Abstract

Similarity metrics are critical to identifying the relationships between patents. While many bibliometric methods such as co-citation and co-classification fail to use the vast majority of technical information existing in the text, most text mining methods focus on keywords in only one text field of the patent document. This article aims to leverage various text fields to measure pairwise patent similarity according to their technological bases. A novel approach called semantic embedding with attention for patent similarity (SEA-PS) is proposed. First, the method identifies technological bases and models the semantic relatedness. To achieve this, we put forward an additional patent stop-word list to help extract technical terms with an n-gram-based statistical method. The technical terms are then mapped into a vector space using word embedding. Second, we propose a graph-based method to allocate weights to distinguish the technical focus, considering the linkages between technologies.
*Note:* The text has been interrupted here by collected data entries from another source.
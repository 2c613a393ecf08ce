//! Sensor node simulator

use std::net::SocketAddr;
use std::time::Duration;

use chrono::Utc;
use sensor_protocol::{ProtocolError, SensorId, SensorNode};
use tokio::task::JoinSet;
use tracing::{debug, info};

use crate::cli::SimCli;

/// Simulation parameters
#[derive(Debug, Clone)]
pub struct SimConfig {
    pub addr: SocketAddr,
    pub sensors: Vec<SensorId>,
    pub count: u32,
    pub interval: Duration,
    pub min: f64,
    pub max: f64,
}

impl From<&SimCli> for SimConfig {
    fn from(cli: &SimCli) -> Self {
        Self {
            addr: cli.addr,
            sensors: cli.sensors.clone(),
            count: cli.count,
            interval: Duration::from_millis(cli.interval_ms),
            min: cli.min,
            max: cli.max,
        }
    }
}

/// Temperature of reading `step` for a sensor: a slow sine between `min`
/// and `max`, phase-shifted per sensor
pub fn reading(sensor_id: SensorId, step: u32, min: f64, max: f64) -> f64 {
    let mid = (min + max) / 2.0;
    let amplitude = (max - min) / 2.0;
    let phase = f64::from(step) * 0.4 + f64::from(sensor_id);
    mid + amplitude * phase.sin()
}

/// Connect one node per sensor and send `count` readings each.
/// Returns the total number of readings sent.
pub async fn simulate(config: SimConfig) -> Result<u64, ProtocolError> {
    let mut nodes = JoinSet::new();

    for sensor_id in config.sensors.iter().copied() {
        let config = config.clone();
        nodes.spawn(async move {
            let mut node = SensorNode::connect(config.addr, sensor_id).await?;

            for step in 0..config.count {
                if step > 0 {
                    tokio::time::sleep(config.interval).await;
                }
                let value = reading(sensor_id, step, config.min, config.max);
                node.send(value, Utc::now().timestamp()).await?;
                debug!("Sensor {} sent {:.2}", sensor_id, value);
            }

            let sent = node.sent();
            node.close().await?;
            Ok::<u64, ProtocolError>(sent)
        });
    }

    let mut total = 0;
    while let Some(joined) = nodes.join_next().await {
        let sent = joined.map_err(|e| ProtocolError::Io(e.to_string()))??;
        total += sent;
    }
    info!("Simulation finished: {} readings from {} sensors", total, config.sensors.len());
    Ok(total)
}
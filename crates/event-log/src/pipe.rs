//! In-process byte pipe

use std::io::{self, Read, Write};
use std::sync::mpsc::{channel, Receiver, Sender};

/// Write half of the event pipe
pub struct PipeWriter {
    tx: Sender<Vec<u8>>,
}

/// Read half of the event pipe; yields EOF once all writers are gone
pub struct LogReader {
    rx: Receiver<Vec<u8>>,
    chunk: Vec<u8>,
    pos: usize,
}

pub(crate) fn pipe() -> (PipeWriter, LogReader) {
    let (tx, rx) = channel();
    (
        PipeWriter { tx },
        LogReader {
            rx,
            chunk: Vec::new(),
            pos: 0,
        },
    )
}

impl Write for PipeWriter {
    fn write(&mut self, buf: &[u8]) -> io::Result<usize> {
        if buf.is_empty() {
            return Ok(0);
        }
        self.tx
            .send(buf.to_vec())
            .map_err(|_| io::Error::new(io::ErrorKind::BrokenPipe, "event log reader closed"))?;
        Ok(buf.len())
    }

    fn flush(&mut self) -> io::Result<()> {
        Ok(())
    }
}

impl Read for LogReader {
    fn read(&mut self, buf: &mut [u8]) -> io::Result<usize> {
        if buf.is_empty() {
            return Ok(0);
        }
        while self.pos >= self.chunk.len() {
            match self.rx.recv() {
                Ok(chunk) => {
                    self.chunk = chunk;
                    self.pos = 0;
                }
                Err(_) => return Ok(0),
            }
        }

        let n = buf.len().min(self.chunk.len() - self.pos);
        buf[..n].copy_from_slice(&self.chunk[self.pos..self.pos + n]);
        self.pos += n;
        Ok(n)
    }
}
Finally, we assess the feasibility of the text fields, and integrate their semantics at the patent-level with an attention layer to conduct similarity metrics. The validations are from two perspectives: content validity (coverage of technical information, the validity of semantic representations and effectiveness of text field combinations), and external validity against existing methods via an expert panel. The results demonstrate the superiority of SEA-PS to existing methods, and suggest that ‘abstracts’, ‘claims’ and ‘technical descriptions’ are more effective than ‘titles’. SEA-PS is a fundamental tool for patent retrieval and classification. It also has a broad range of practical applications in innovation and strategy studies, including identifying technological frontiers and studying knowledge spillovers.